Monday, February 4, 2013

TONIGHT: City plants Seed with Adam Korson

Is Adam Korson Canada's next great sitcom star?
City sure hope so. They're betting the relative unknown actor can carry Seed to term.
The new Halifax-based comedy premieres Monday night at 8:30 p.m. ET on City. The Rogers-owned network is growing in reach, adding key markets in Quebec to its coverage, and also in expectations. Besides Seed, another new Canadian City comedy, the Vancouver-based Package Deal, is set to debut later this year, probably directly following Seed's 13-episode run in the Monday timeslot.
City has established some momentum with their cheeky comedy imports. A couple of home grown hits would go a long way to shaking up its well-earned show renter rep.
Seed is one of those show pitches you get in a sentence. A sperm donor starts running into some of the kids he has spawn. Hilarity ensues.

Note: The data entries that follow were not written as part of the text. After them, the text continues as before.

use sorteiaki_core::{ENV_SORTEIAKI_LOG_JSON, ENV_SORTEIAKI_LOG_LEVEL};
use tracing_subscriber::layer::SubscriberExt;
use tracing_subscriber::util::SubscriberInitExt;
use tracing_subscriber::EnvFilter;

#[derive(Clone, Copy, Debug, Default)]
pub(crate) struct LogFlags {
    pub quiet: bool,
    pub verbose: u8,
    pub trace: bool,
}

fn env_bool(name: &str, default: bool) -> bool {
    std::env::var(name)
        .ok()
        .and_then(|v| match v.as_str() {
            "1" | "true" | "TRUE" | "yes" | "YES" => Some(true),
            "0" | "false" | "FALSE" | "no" | "NO" => Some(false),
            _ => None,
        })
        .unwrap_or(default)
}

fn filter_directive(flags: LogFlags) -> String {
    if flags.trace {
        return "trace".to_string();
    }
    if flags.verbose > 0 {
        return "debug".to_string();
    }
    if flags.quiet {
        return "error".to_string();
    }
    std::env::var(ENV_SORTEIAKI_LOG_LEVEL)
        .or_else(|_| std::env::var("RUST_LOG"))
        .ok()
        .filter(|v| !v.trim().is_empty())
        .unwrap_or_else(|| "warn".to_string())
}

/// Installs the global subscriber. Logs always go to stderr.
pub(crate) fn init_tracing(flags: LogFlags) {
    let filter =
        EnvFilter::try_new(filter_directive(flags)).unwrap_or_else(|_| EnvFilter::new("warn"));
    let fmt_layer = tracing_subscriber::fmt::layer().with_writer(std::io::stderr);
    // A second init (tests, embedding) keeps the first subscriber.
    let _ = if env_bool(ENV_SORTEIAKI_LOG_JSON, false) {
        tracing_subscriber::registry()
            .with(filter)
            .with(fmt_layer.json())
            .try_init()
    } else {
        tracing_subscriber::registry()
            .with(filter)
            .with(fmt_layer)
            .try_init()
    };
}

#[cfg(test)]
mod tests {
    use super::{filter_directive, LogFlags};

    #[test]
    fn flags_override_environment_levels() {
        let trace = LogFlags {
            trace: true,
            verbose: 2,
            quiet: true,
        };
        assert_eq!(filter_directive(trace), "trace");
        let verbose = LogFlags {
            verbose: 1,
            quiet: true,
            ..LogFlags::default()
        };
        assert_eq!(filter_directive(verbose), "debug");
        let quiet = LogFlags {
            quiet: true,
            ..LogFlags::default()
        };
        assert_eq!(filter_directive(quiet), "error");
    }
}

The idea came to Joesph Raso six or seven years ago. The young Toronto native seems to have that studied at the Brandon Tartikoff school of program pitching. The late great NBC exec wrote "MTV Cops" on a napkin and Miami Vice was born. Raso once sold a show called Zombies & Cheerleaders to the Disney Channel.
Seed took a little longer, getting a pass at CBC. Even they thought it was a better fit at City. Getting the right show at the right network is half the battle.

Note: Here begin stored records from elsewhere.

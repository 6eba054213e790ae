use criterion::{black_box, criterion_group, criterion_main, Criterion};
use serde_json::json;
use sorteiaki_core::canonical;

fn bench_result_digest(c: &mut Criterion) {
    let winners: Vec<_> = (0..25)
        .map(|i| json!({"id": format!("ig-user-{i}"), "username": format!("perfil_sortudo_{i}")}))
        .collect();
    let payload = json!({
        "id": "res-1700000000000-0a1b2c3d",
        "timestamp": 1_700_000_000_000_i64,
        "settings": {
            "winners_count": 25,
            "engagement_type": "COMMENTS",
            "min_mentions": 2,
            "required_keyword": "quero",
            "allow_duplicates": false
        },
        "winners": winners,
        "verification_hash": "SAK-0A1B2C3D"
    });

    c.bench_function("canonical_digest_hex/result_record", |b| {
        b.iter(|| canonical::canonical_digest_hex(black_box(&payload)).expect("digest"))
    });
}

criterion_group!(benches, bench_result_digest);
criterion_main!(benches);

Another key ingredient is casting. Korson, also originally from Toronto, had landed a guest role on Emily Owens MD and was shooting out in Vancouver when he heard about the sitcom audition. He hustled along a tape.
There were callbacks and meetings. The network weighed in. Korson also found himself in the mix as casting heated up on Package Deal. When the dust settled, Korson was shooting Seed in Halifax and Jay Malone--also on the short list for the Seed job--was part of Package Deal's trio of zany brothers.

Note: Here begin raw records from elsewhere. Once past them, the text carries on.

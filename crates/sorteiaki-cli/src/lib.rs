// SPDX-License-Identifier: Apache-2.0

#![forbid(unsafe_code)]

mod commands;
mod config;
mod logging;
mod reveal;

use std::fmt::Display;
use std::path::PathBuf;
use std::process::ExitCode as ProcessExitCode;

use clap::{error::ErrorKind, ArgAction, ArgGroup, Args, CommandFactory, Parser, Subcommand, ValueEnum};
use clap_complete::{generate, Generator, Shell};
use serde_json::{json, Value};
use sorteiaki_core::{
    resolve_config_path, resolve_results_dir, ConfigPathScope, ErrorCode, ExitCode, MachineError,
};
use sorteiaki_model::EngagementType;

pub use config::{ConfigError, FileConfig, ProviderSection, RaffleSection};

pub const CRATE_NAME: &str = "sorteiaki-cli";

const SORTEIAKI_HELP_TEMPLATE: &str = "\
{before-help}{name} {version}
{about-with-newline}
Usage: {usage}

Options:
{options}

Commands:
{subcommands}
{after-help}";

#[derive(Parser)]
#[command(name = "sorteiaki")]
#[command(about = "Fair, verifiable social-media raffles")]
#[command(help_template = SORTEIAKI_HELP_TEMPLATE)]
#[command(
    after_help = "Environment:\n  SORTEIAKI_CONFIG         Config file override\n  SORTEIAKI_ACCESS_TOKEN   Provider access token\n  SORTEIAKI_LOG_LEVEL      Log verbosity override\n  SORTEIAKI_LOG_JSON       Emit logs as JSON"
)]
struct Cli {
    #[arg(long, global = true, default_value_t = false)]
    json: bool,
    #[arg(long, global = true, default_value_t = false)]
    quiet: bool,
    #[arg(long, global = true, action = ArgAction::Count)]
    verbose: u8,
    #[arg(long, global = true, default_value_t = false)]
    trace: bool,
    #[arg(long = "print-config-paths", default_value_t = false)]
    print_config_paths: bool,
    #[command(subcommand)]
    command: Option<Commands>,
}

#[derive(Subcommand)]
enum Commands {
    /// Run a raffle and print the result record.
    Draw {
        #[command(subcommand)]
        source: DrawSource,
    },
    Media {
        #[command(subcommand)]
        command: MediaCommand,
    },
    /// Dry run of the eligibility filters over a participant file.
    Filter {
        #[arg(long)]
        participants: PathBuf,
        #[command(flatten)]
        settings: SettingsArgs,
    },
    /// Recompute the verification token of a stored result.
    Verify {
        #[arg(long)]
        result: PathBuf,
    },
    Completion {
        #[arg(value_enum)]
        shell: Shell,
    },
    Version,
}

#[derive(Subcommand)]
enum DrawSource {
    /// One name per line, from a file or `-` for stdin.
    Manual {
        #[arg(long)]
        names: PathBuf,
        #[command(flatten)]
        draw: DrawArgs,
    },
    Fixture {
        #[arg(long)]
        root: PathBuf,
        #[arg(long)]
        media: String,
        #[command(flatten)]
        draw: DrawArgs,
    },
    Graph {
        #[arg(long)]
        media: String,
        #[command(flatten)]
        draw: DrawArgs,
    },
    Demo {
        #[arg(long, default_value = sorteiaki_provider::DEMO_MEDIA_ID)]
        media: String,
        #[command(flatten)]
        draw: DrawArgs,
    },
}

#[derive(Subcommand)]
enum MediaCommand {
    #[command(group(ArgGroup::new("backend").required(true).args(["root", "graph", "demo"])))]
    List {
        #[arg(long)]
        root: Option<PathBuf>,
        #[arg(long, default_value_t = false)]
        graph: bool,
        #[arg(long, default_value_t = false)]
        demo: bool,
    },
}

#[derive(Clone, Copy, Debug, ValueEnum)]
enum EngagementCli {
    Comments,
    Likes,
}

impl From<EngagementCli> for EngagementType {
    fn from(value: EngagementCli) -> Self {
        match value {
            EngagementCli::Comments => Self::Comments,
            EngagementCli::Likes => Self::Likes,
        }
    }
}

/// Flags layered over the `[raffle]` config section.
#[derive(Args, Clone, Debug, Default)]
struct SettingsArgs {
    #[arg(long)]
    winners: Option<u32>,
    #[arg(long, value_enum)]
    engagement: Option<EngagementCli>,
    #[arg(long)]
    min_mentions: Option<u32>,
    #[arg(long)]
    keyword: Option<String>,
    #[arg(long, default_value_t = false)]
    allow_duplicates: bool,
}

#[derive(Args, Clone, Debug)]
struct DrawArgs {
    #[command(flatten)]
    settings: SettingsArgs,
    /// Countdown ticks before the reveal; 0 reveals at once.
    #[arg(long)]
    countdown: Option<u8>,
    /// Write the result record here, plus a `.sha256` digest beside it.
    #[arg(long, conflicts_with = "save")]
    out: Option<PathBuf>,
    /// Write the result record into the results directory as `<run id>.json`.
    #[arg(long, default_value_t = false)]
    save: bool,
}

#[derive(Clone, Copy)]
struct OutputMode {
    json: bool,
}

struct CliError {
    exit_code: ExitCode,
    machine: MachineError,
}

impl CliError {
    fn new(code: ErrorCode, message: impl Display) -> Self {
        Self {
            exit_code: code.exit_code(),
            machine: MachineError::new(code, &message.to_string()),
        }
    }

    fn with_detail(mut self, key: &str, value: impl Display) -> Self {
        self.machine = self.machine.with_detail(key, &value.to_string());
        self
    }

    fn usage(message: impl Display) -> Self {
        Self::new(ErrorCode::UsageError, message)
    }

    fn validation(message: impl Display) -> Self {
        Self::new(ErrorCode::ValidationError, message)
    }

    fn internal(message: impl Display) -> Self {
        Self::new(ErrorCode::InternalError, message)
    }

    fn provider(err: sorteiaki_provider::ProviderError) -> Self {
        Self::new(err.code(), &err)
    }

    fn config(err: ConfigError) -> Self {
        let path = err.path.as_ref().map(|p| p.display().to_string());
        let out = Self::new(ErrorCode::ConfigError, &err);
        match path {
            Some(path) => out.with_detail("path", path),
            None => out,
        }
    }
}

pub fn main_entry() -> ProcessExitCode {
    let wants_json = std::env::args().any(|arg| arg == "--json");
    match run() {
        Ok(()) => ProcessExitCode::from(ExitCode::Success as u8),
        Err(err) => {
            emit_error(&err, wants_json);
            ProcessExitCode::from(err.exit_code as u8)
        }
    }
}

fn run() -> Result<(), CliError> {
    let cli = match Cli::try_parse() {
        Ok(cli) => cli,
        Err(err) => match err.kind() {
            ErrorKind::DisplayHelp | ErrorKind::DisplayVersion => {
                print!("{err}");
                return Ok(());
            }
            _ => {
                return Err(CliError::usage("invalid command line arguments")
                    .with_detail("error", err.to_string().trim_end()));
            }
        },
    };
    let output_mode = OutputMode { json: cli.json };
    if cli.print_config_paths {
        return emit_config_paths(output_mode);
    }

    let command = cli
        .command
        .ok_or_else(|| CliError::usage("missing command; see --help"))?;
    logging::init_tracing(logging::LogFlags {
        quiet: cli.quiet,
        verbose: cli.verbose,
        trace: cli.trace,
    });
    let presentation = reveal::Presentation {
        animate: !cli.json && !cli.quiet,
    };

    match command {
        Commands::Completion { shell } => {
            print_completion(shell);
            Ok(())
        }
        Commands::Version => emit_version(output_mode),
        Commands::Draw { source } => commands::run_draw(source, output_mode, presentation),
        Commands::Media { command } => match command {
            MediaCommand::List { root, graph, demo } => {
                commands::run_media_list(root, graph, demo, output_mode)
            }
        },
        Commands::Filter {
            participants,
            settings,
        } => commands::run_filter(&participants, &settings, output_mode),
        Commands::Verify { result } => commands::run_verify(&result, output_mode),
    }
}

fn print_completion<G: Generator>(generator: G) {
    let mut command = Cli::command();
    let name = command.get_name().to_string();
    generate(generator, &mut command, name, &mut std::io::stdout());
}

fn emit_version(output_mode: OutputMode) -> Result<(), CliError> {
    if output_mode.json {
        emit_ok(
            output_mode,
            &json!({"name": "sorteiaki", "version": env!("CARGO_PKG_VERSION")}),
        )
    } else {
        println!("sorteiaki {}", env!("CARGO_PKG_VERSION"));
        Ok(())
    }
}

fn emit_config_paths(output_mode: OutputMode) -> Result<(), CliError> {
    emit_ok(
        output_mode,
        &json!({
            "workspace_config": resolve_config_path(ConfigPathScope::Workspace),
            "user_config": resolve_config_path(ConfigPathScope::User),
            "results_dir": resolve_results_dir(),
        }),
    )
}

fn emit_ok(output_mode: OutputMode, payload: &Value) -> Result<(), CliError> {
    let text = if output_mode.json {
        serde_json::to_string(payload)
    } else {
        serde_json::to_string_pretty(payload)
    }
    .map_err(CliError::internal)?;
    println!("{text}");
    Ok(())
}

fn emit_error(error: &CliError, machine_json: bool) {
    if machine_json {
        match serde_json::to_string(&error.machine) {
            Ok(payload) => eprintln!("{payload}"),
            Err(_) => eprintln!(
                "{{\"code\":\"internal_error\",\"message\":\"failed to encode structured error\",\"details\":{{}}}}"
            ),
        }
    } else {
        eprintln!("{}", error.machine.message);
        for (key, value) in &error.machine.details {
            eprintln!("  {key}: {value}");
        }
    }
}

Read more about the Seed back story here in this piece I wrote for The Canadian Press.
Having seen the first two episodes, Korson does seem well cast in what could be a tricky role. Korson's bartender Harry is a bit of a weasel, a bit of a slacker. Yet, despite his rascally ways, the character has charm and charisma, key to keeping audiences hooked. The importance of likability is such a sitcom cliche, but as Homer Simpson once said, it is a cliche because it is true.
Korson has it, but also has the comedy chops. His TV acting resume isn't deep--he did an episode of 2 Broke Girls and drew good notices for his stage work in L.A. in Jewtopia--but he also seems to be a natural in terms of timing and presence. With veteran Canadian comedy showrunner Mark Farrell (Corner Gas, Dan for Mayor) doing spade work from the sidelines, there is reason to be optimistic that this Seed will take root.
There are no big, established names in the rest of the cast, save for a one-episode guest appearance later this season from Tom Green as a shrink. Carrie-Lynn Neales (The L.A. Complex) steps in as a woman who winds up carrying Harry's child. Amanda Brugel and Stephane Anne Mills play two moms who are raising a nine-year-old Harry (actually "Billy" played by William Ainscough). Laura de Carteret, Matt Baram, Vanessa Matsui and Abby Ross round out a game ensemble.
Korson and company on the Seed sofa
Farrell is a believer that TV makes stars, so you don't necessarily need to start with them. It also won't hurt that City has given this Seed every chance to germinate, planting it between two of its biggest import comedy hits on Monday nights, How I Met Your Mother and 2 Broke Girls.
The series is a good fit, especially since it has some of the bawdier element of 2 Broke Girls. There's a line in one of the first two episodes where Harry tells Rose (Neales) he wants to put his volcano in her trunk. (Think science project and an automobile, you sick bastards.) This is the fine line Two and a Half Men erased a few years ago when it comes to ramping up the crass network content. Thing is, if your show doesn't have it, the kids won't watch. The folks at Rogers say bring it on, so look for Seed to stay edgy and seedy as it finds its way.